Pulmoner arter rüptürlerinde kanamanın intraoperatif cerrahi kontrolü için, arteryel onarım, damar klempi ile geçici arter oklüzyonu, lobektomi ve pulmoner rezeksiyon önerilmektedir. Rezeksiyon en son tercih edilecek yol olmalıdır; çünkü yaralanmaların çoğu lobar arter dallarında oluşur ve onarım yeterli olur.
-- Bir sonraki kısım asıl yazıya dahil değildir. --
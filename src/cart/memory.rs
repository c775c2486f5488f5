//! In-memory cart store

use std::sync::Mutex;

use super::{CartError, CartLine, CartStore, normalize_lines};

/// Cart store held in process memory.
#[derive(Debug, Default)]
pub struct MemoryCartStore {
    lines: Mutex<Vec<CartLine>>,
}

impl MemoryCartStore {
    /// Create a store pre-populated with the given lines.
    pub fn with_lines(lines: impl IntoIterator<Item = CartLine>) -> Self {
        Self {
            lines: Mutex::new(normalize_lines(lines)),
        }
    }
}

impl CartStore for MemoryCartStore {
    fn load(&self) -> Result<Vec<CartLine>, CartError> {
        let lines = self.lines.lock().map_err(|_poisoned| CartError::Poisoned)?;

        Ok(lines.clone())
    }

    fn save(&self, lines: &[CartLine]) -> Result<(), CartError> {
        let mut stored = self.lines.lock().map_err(|_poisoned| CartError::Poisoned)?;

        *stored = normalize_lines(lines.iter().cloned());

        Ok(())
    }

    fn delete_item(&self, product_id: &str) -> Result<(), CartError> {
        let mut stored = self.lines.lock().map_err(|_poisoned| CartError::Poisoned)?;

        stored.retain(|line| line.product_id != product_id);

        Ok(())
    }
}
Ayrıca kardiak ve pulmoner operasyon kombinasyonunun mortaliteyi yükselttiği bildirilmektedir. Durdurulamayan kanamalarda anjiyografik embolizasyon da önerilen yöntemlerdendir [7]. Olgularımızın hiçbirinde kanama nedeniyle cerrahi bir girişim gerekmedi.

Pulmoner arter kateterlerinin neden olduğu yaralanmalardan korumak için bypass sırasında kateterin manüplasyonundan ve balonun şişirilmesinden kaçınılmalıdır. Bypass’a girmeden önce kateterin çekilip sağ ventrikülde bırakılmasını öneren görüşler vardır. Bunun dezavantajı ventriküler ekstrasistoller oluşturabilmesi, yeniden yerleştirilmesinin zorluğu, yerleştirme sırasında venöz kanüle girerek venöz dönüşü engellemesidir. En uygun olanı kateterin pulmoner arterin proksimalinde bırakılıp, bypass çıkışında tekrar uç pozisyonuna yerleştirilmesidir [3].